A well-researched, glitzy, and flawed history of conspicuous consumption.
by Luke Barr ‧ RELEASE DATE: April 3, 2018
A new perspective on the rise of the leisure class.
In his latest book, former Travel + Leisure features editor Barr (Provence, 1970: M.F.K. Fisher, Julia Child, James Beard, and the Reinvention of American Taste, 2013) dives into the many aspects of the restaurant industry during the belle epoque era that laid the groundwork for today’s fine-dining experience. The author focuses on the unlikely union of two entrepreneurs: Swiss hotelier César Ritz (1850-1918) and French chef Auguste Escoffier (1846-1935). The two men shared an insatiable appetite for culinary success, but it wasn’t just the food they were concerned about. By working together to bring the now-renowned Savoy Hotel to its current glory, Ritz and Escoffier introduced epicurean principles to a general public that had no point of reference to understand such lifestyles. “The nouveaux riches had arrived,” writes Barr, “but until now, there had never been anywhere for them to go to announce their arrival. They had rarely been invited to the exclusive dinner parties or private clubs of high society.
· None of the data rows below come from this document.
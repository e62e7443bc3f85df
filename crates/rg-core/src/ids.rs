//! Strongly typed identifier wrappers.
//!
//! All IDs are `Copy + Ord + Hash`.  Cells and objects are addressed by plain
//! integers rather than references so that the grid, the object table and
//! saved snapshots never hold pointers into each other.

use std::fmt;

/// Generate a typed ID wrapper around a primitive integer.
macro_rules! typed_id {
    ($(#[$attr:meta])* $vis:vis struct $name:ident($inner:ty);) => {
        $(#[$attr])*
        #[derive(Copy, Clone, PartialEq, Eq, Hash, PartialOrd, Ord, Debug)]
        #[cfg_attr(feature = "serde", derive(serde::Serialize, serde::Deserialize))]
        $vis struct $name(pub $inner);

        impl $name {
            /// Sentinel meaning "no valid ID".
            pub const INVALID: $name = $name(<$inner>::MAX);

            /// Cast to `usize` for direct use as a `Vec` index.
            #[inline(always)]
            pub fn index(self) -> usize {
                self.0 as usize
            }

            #[inline(always)]
            pub fn is_valid(self) -> bool {
                self != Self::INVALID
            }
        }

        impl Default for $name {
            #[inline(always)]
            fn default() -> Self {
                Self::INVALID
            }
        }

        impl fmt::Display for $name {
            fn fmt(&self, f: &mut fmt::Formatter<'_>) -> fmt::Result {
                write!(f, "{}({})", stringify!($name), self.0)
            }
        }

        impl From<$name> for usize {
            #[inline(always)]
            fn from(id: $name) -> usize {
                id.0 as usize
            }
        }

        impl TryFrom<usize> for $name {
            type Error = std::num::TryFromIntError;
            fn try_from(n: usize) -> Result<$name, Self::Error> {
                <$inner>::try_from(n).map($name)
            }
        }
    };
}

typed_id! {
    /// Linear cell number: `y * width + x`.
    pub struct CellId(u32);
}

typed_id! {
    /// Handle into the object slot table.  Stable for the object's lifetime;
    /// slots are reused only after the object is removed.
    pub struct ObjectId(u32);
}

typed_id! {
    /// Owning side.  Objects with the same house are allies.
    pub struct HouseId(u8);
}
use rg_core::ObjectId;
use rg_grid::GridError;
use thiserror::Error;

#[derive(Debug, Error, PartialEq, Eq)]
pub enum MoverError {
    #[error("{0} has no mover")]
    NotRegistered(ObjectId),

    #[error("{0} is deploying and cannot take orders")]
    Deploying(ObjectId),

    #[error("{0} is busy; deploy needs an idle mover")]
    Busy(ObjectId),

    #[error("grid error: {0}")]
    Grid(#[from] GridError),
}

pub type MoverResult<T> = Result<T, MoverError>;
//! Notifications a mover raises for the mission layer.

use rg_core::{CellId, ObjectId};
use rg_path::PathError;

#[derive(Clone, Debug, PartialEq, Eq)]
pub enum MoverEvent {
    /// Took one step.
    Moved { object: ObjectId, from: CellId, to: CellId },

    /// Reached its target, or gave up close enough to it.
    Arrived { object: ObjectId, cell: CellId, close_enough: bool },

    /// A route request failed; the mover is now waiting to retry.
    PathFailed { object: ObjectId, error: PathError, retries_left: u32 },

    /// The next cell on the route turned out to be occupied or impassable.
    StepBlocked { object: ObjectId, cell: CellId },

    /// Out of retries.  The order is dropped and the mover is idle.
    UnableToComply { object: ObjectId },

    /// A deploy countdown finished.
    Deployed { object: ObjectId },
}

impl MoverEvent {
    pub fn object(&self) -> ObjectId {
        match self {
            MoverEvent::Moved { object, .. }
            | MoverEvent::Arrived { object, .. }
            | MoverEvent::PathFailed { object, .. }
            | MoverEvent::StepBlocked { object, .. }
            | MoverEvent::UnableToComply { object }
            | MoverEvent::Deployed { object } => *object,
        }
    }
}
But now there was the Savoy. The restaurant may have served the most refined, daring, and sometimes shockingly expensive food in the world, but it was not exclusive….The Savoy offered a new and democratic kind of luxury, and cooking was very much at the center of it.” In this process, Ritz and Escoffier created a whole new breed of city dwellers dedicated to “a life of pleasure, a theater of luxury.” The two would later go on to create the Hotel Ritz in Paris. As in his previous book, it’s clear that Barr has done extensive research to master his topic, and the book serves as an expansive resource for those interested in learning more about the turn-of-the-century leisure class. However, the never-ending name-dropping becomes distracting and tiresome. The story would have benefited from more social and cultural analysis and fewer fabulous cameos.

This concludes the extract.